7. The Authors describe studies of various crop-related materials. They should discuss how much these materials are in clear-cut close-up of bananas and pineapples and the measurement problems associated with them.

8. The Authors describe a significant number of measurement experiments, both in tables and in the descriptive part of Chapter 3. Due to the size of the study, it is difficult to combine items from the table with equivalents in the text. Maybe it is worth introducing own markings of each solution and apply them both in the text and in the tables. There is no need to repeat in the text data already contained in the tables.

9. When describing electrochemical sensors, the authors should also discuss the possibility of repeated use of electrode data (the problem of electrode cleaning).

10. The authors should also refer to diamagnetic electrodes (for example doped with boron BDD) and metallic (eg platinum) electrodes.

11.It is advisable to unify the description of the research of other teams. Providing only selected names of authors of presented research reduces the readability of the article.

12. The authors should clearly define their goal (the methodology of future research on bananas and pineapples) - chapter 4 - do they seek the best (group of the best) universal methods, i.e. they want to build a mobile measurement system for plantation control or maybe they are looking for the highest method for each pesticide separately?

13. Did Authors during comparing LOD for different pesticides,  considered in what material (pesticide plus base) measurements were made, ie did they take into account the influence of sample material on LOD for a given measurement method? 

14. Did the Authors analyze the possible cost of measurement, mobility of the apparatus and the time of analysis to equalize individual methods. Did the authors analyze the possibility of detecting pesticides based on laboratory tests or field tests?

15. Did the authors develop the concept of a measuring instrument based on a literature analysis? Did the study of baboons and pineapples beą require special arrangements or maybe you can use similar systems for examining eg cabbage or grain?
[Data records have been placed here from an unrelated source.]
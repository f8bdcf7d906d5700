//! `.env` synthesis for Vite frontends.
//!
//! The file is assembled from independent, ordered text blocks:
//!
//! 1. the `.env` already present in the frontend directory,
//! 2. a generated `VITE_FIREBASE_*` block,
//! 3. the free-form `extraEnv` secret, verbatim.
//!
//! Blocks are concatenated line-wise and never key-merged with each other, so
//! a key repeated in a later block is emitted again and dotenv's
//! last-assignment-wins rule decides the effective value.

use std::sync::OnceLock;

use regex::Regex;
use serde_json::{Map, Value};

use crate::error::{Result, ShipyardError};
use crate::paths;
use crate::secret::Secret;
use crate::tree::SourceTree;

pub const PROJECT_ID_KEY: &str = "VITE_FIREBASE_PROJECT_ID";
pub const APP_ID_KEY: &str = "VITE_FIREBASE_APP_ID";
pub const WEBAPP_CONFIG_KEY: &str = "VITE_FIREBASE_WEBAPP_CONFIG";

/// Web app config field → env key, in emission order.
pub const WEBAPP_FIELDS: [(&str, &str); 7] = [
    ("apiKey", "VITE_FIREBASE_API_KEY"),
    ("authDomain", "VITE_FIREBASE_AUTH_DOMAIN"),
    ("projectId", "VITE_FIREBASE_PROJECT_ID"),
    ("storageBucket", "VITE_FIREBASE_STORAGE_BUCKET"),
    ("messagingSenderId", "VITE_FIREBASE_MESSAGING_SENDER_ID"),
    ("appId", "VITE_FIREBASE_APP_ID"),
    ("measurementId", "VITE_FIREBASE_MEASUREMENT_ID"),
];

// ---------------------------------------------------------------------------
// EnvBlock
// ---------------------------------------------------------------------------

/// Ordered `KEY=value` lines. Repeating a key appends another line; the
/// last assignment is the effective one when the file is loaded.
#[derive(Debug, Clone, Default, PartialEq, Eq)]
pub struct EnvBlock {
    entries: Vec<(String, String)>,
}

impl EnvBlock {
    pub fn new() -> Self {
        Self::default()
    }

    pub fn push(&mut self, key: impl Into<String>, value: impl Into<String>) {
        self.entries.push((key.into(), value.into()));
    }

    /// Effective value of `key`: the last assignment wins.
    pub fn get(&self, key: &str) -> Option<&str> {
        self.entries
            .iter()
            .rev()
            .find(|(k, _)| k == key)
            .map(|(_, v)| v.as_str())
    }

    pub fn is_empty(&self) -> bool {
        self.entries.is_empty()
    }

    pub fn entries(&self) -> &[(String, String)] {
        &self.entries
    }

    /// Render as dotenv lines without a trailing newline.
    pub fn render(&self) -> String {
        self.entries
            .iter()
            .map(|(k, v)| format!("{k}={}", format_env_value(v)))
            .collect::<Vec<_>>()
            .join("\n")
    }
}

static BARE_VALUE_RE: OnceLock<Regex> = OnceLock::new();

fn bare_value_re() -> &'static Regex {
    BARE_VALUE_RE.get_or_init(|| Regex::new(r"^[A-Za-z0-9_./:@-]+$").unwrap())
}

/// Emit `value` bare when it is made of safe characters, otherwise as a JSON
/// string literal so it stays on one line.
pub fn format_env_value(value: &str) -> String {
    if bare_value_re().is_match(value) {
        value.to_string()
    } else {
        serde_json::Value::String(value.to_string()).to_string()
    }
}

// ---------------------------------------------------------------------------
// Lenient parser
// ---------------------------------------------------------------------------

static BARE_KEY_RE: OnceLock<Regex> = OnceLock::new();
static TRAILING_COMMA_RE: OnceLock<Regex> = OnceLock::new();

fn bare_key_re() -> &'static Regex {
    BARE_KEY_RE.get_or_init(|| Regex::new(r"([{,]\s*)([A-Za-z_$][A-Za-z0-9_$]*)(\s*:)").unwrap())
}

fn trailing_comma_re() -> &'static Regex {
    TRAILING_COMMA_RE.get_or_init(|| Regex::new(r",(\s*[}\]])").unwrap())
}

/// Parse a JSON object, falling back to repairs for JS object-literal style
/// input: bare keys, single quotes and trailing commas.
///
/// Blank input yields an empty map. Input that is still not a JSON object
/// after the repairs fails with [`ShipyardError::ConfigParse`].
pub fn lenient_parse(text: &str) -> Result<Map<String, Value>> {
    if text.trim().is_empty() {
        return Ok(Map::new());
    }
    let value = match serde_json::from_str::<Value>(text) {
        Ok(v) => v,
        Err(_) => {
            let repaired = bare_key_re().replace_all(text, "$1\"$2\"$3");
            let repaired = repaired.replace('\'', "\"");
            let repaired = trailing_comma_re().replace_all(&repaired, "$1");
            serde_json::from_str::<Value>(&repaired)
                .map_err(|e| ShipyardError::ConfigParse(e.to_string()))?
        }
    };
    match value {
        Value::Object(map) => Ok(map),
        other => Err(ShipyardError::ConfigParse(format!(
            "expected a JSON object, found {}",
            json_kind(&other)
        ))),
    }
}

fn json_kind(value: &Value) -> &'static str {
    match value {
        Value::Null => "null",
        Value::Bool(_) => "a boolean",
        Value::Number(_) => "a number",
        Value::String(_) => "a string",
        Value::Array(_) => "an array",
        Value::Object(_) => "an object",
    }
}

// ---------------------------------------------------------------------------
// WebAppConfig
// ---------------------------------------------------------------------------

/// Firebase web app configuration. Only non-blank string fields survive.
#[derive(Debug, Clone, Default, PartialEq, Eq)]
pub struct WebAppConfig {
    pub api_key: Option<String>,
    pub auth_domain: Option<String>,
    pub project_id: Option<String>,
    pub storage_bucket: Option<String>,
    pub messaging_sender_id: Option<String>,
    pub app_id: Option<String>,
    pub measurement_id: Option<String>,
}

impl WebAppConfig {
    pub fn from_map(map: &Map<String, Value>) -> Self {
        let field = |name: &str| {
            map.get(name)
                .and_then(Value::as_str)
                .filter(|s| !s.trim().is_empty())
                .map(str::to_string)
        };
        Self {
            api_key: field("apiKey"),
            auth_domain: field("authDomain"),
            project_id: field("projectId"),
            storage_bucket: field("storageBucket"),
            messaging_sender_id: field("messagingSenderId"),
            app_id: field("appId"),
            measurement_id: field("measurementId"),
        }
    }

    pub fn parse(text: &str) -> Result<Self> {
        Ok(Self::from_map(&lenient_parse(text)?))
    }

    fn get(&self, field: &str) -> Option<&str> {
        let value = match field {
            "apiKey" => &self.api_key,
            "authDomain" => &self.auth_domain,
            "projectId" => &self.project_id,
            "storageBucket" => &self.storage_bucket,
            "messagingSenderId" => &self.messaging_sender_id,
            "appId" => &self.app_id,
            "measurementId" => &self.measurement_id,
            _ => return None,
        };
        value.as_deref()
    }

    /// `(env key, value)` for every populated field, in mapping order.
    pub fn env_entries(&self) -> Vec<(&'static str, &str)> {
        WEBAPP_FIELDS
            .iter()
            .filter_map(|(field, key)| self.get(field).map(|v| (*key, v)))
            .collect()
    }
}

// ---------------------------------------------------------------------------
// Synthesis
// ---------------------------------------------------------------------------

/// Plaintext inputs to one `.env` synthesis.
#[derive(Debug, Clone, Default)]
pub struct EnvInputs<'a> {
    pub existing: Option<&'a str>,
    pub project_id: &'a str,
    pub app_id: Option<&'a str>,
    pub webapp_config: Option<&'a str>,
    pub extra_env: Option<&'a str>,
}

/// The generated `VITE_FIREBASE_*` block.
///
/// A provided `app_id` or `webapp_config` is emitted even when blank. The
/// config payload loses surrounding whitespace only, and blank fields inside
/// it derive no keys.
pub fn vite_block(
    project_id: &str,
    app_id: Option<&str>,
    webapp_config: Option<&str>,
) -> Result<EnvBlock> {
    let mut block = EnvBlock::new();
    block.push(PROJECT_ID_KEY, project_id);
    if let Some(app_id) = app_id {
        block.push(APP_ID_KEY, app_id);
    }
    if let Some(raw) = webapp_config.map(str::trim) {
        let config = WebAppConfig::parse(raw)?;
        block.push(WEBAPP_CONFIG_KEY, raw);
        for (key, value) in config.env_entries() {
            block.push(key, value);
        }
    }
    Ok(block)
}

/// Render the complete `.env` text: non-empty blocks joined by newlines with
/// exactly one trailing newline. The existing block keeps its leading lines.
pub fn render_env_file(inputs: &EnvInputs<'_>) -> Result<String> {
    let generated = vite_block(inputs.project_id, inputs.app_id, inputs.webapp_config)?.render();
    let blocks = [
        inputs.existing.map(str::trim_end).unwrap_or_default(),
        generated.as_str(),
        inputs.extra_env.map(str::trim).unwrap_or_default(),
    ];
    let mut out = blocks
        .iter()
        .filter(|b| !b.is_empty())
        .copied()
        .collect::<Vec<_>>()
        .join("\n");
    out.push('\n');
    Ok(out)
}

/// Sources for [`synthesize_env`], each optional except the project id.
#[derive(Debug, Clone, Default)]
pub struct EnvSources<'a> {
    pub frontend_dir: Option<&'a str>,
    pub project_id: &'a str,
    pub app_id: Option<&'a str>,
    pub webapp_config: Option<&'a Secret>,
    pub extra_env: Option<&'a Secret>,
}

/// Write `<frontend_dir>/.env` into a new tree. Without a frontend directory
/// the tree is returned unchanged.
pub fn synthesize_env(tree: &SourceTree, sources: &EnvSources<'_>) -> Result<SourceTree> {
    let Some(frontend_dir) = sources.frontend_dir else {
        return Ok(tree.clone());
    };
    let env_path = paths::join(&paths::normalize(frontend_dir)?, paths::DOTENV);

    let existing = match tree.read_file(&env_path) {
        Ok(text) => Some(text),
        Err(e) => {
            tracing::debug!(path = %env_path, "no existing .env: {e}");
            None
        }
    };
    let webapp_config = sources.webapp_config.map(Secret::plaintext).transpose()?;
    let extra_env = sources.extra_env.map(Secret::plaintext).transpose()?;

    let content = render_env_file(&EnvInputs {
        existing: existing.as_deref(),
        project_id: sources.project_id,
        app_id: sources.app_id,
        webapp_config,
        extra_env,
    })?;
    tracing::info!(path = %env_path, lines = content.lines().count(), "wrote .env");
    tree.with_new_file(&env_path, content)
}

// ---------------------------------------------------------------------------
// Tests
// ---------------------------------------------------------------------------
16. Each of the measurement methods (not just groups) should be described (principle of operation) though one sentence.

Author Response

"Please see the attachment." 

Author Response File: Author Response.pdf

Round 2

Reviewer 2 Report

The article corresponds well to the subject of the journal. The subject is up to date. A full review and analysis of methods for detecting trace amounts of pesticides is presented. Corrections recommended in review No. 1 have been introduced. I recommend the article for printing in the review articles category.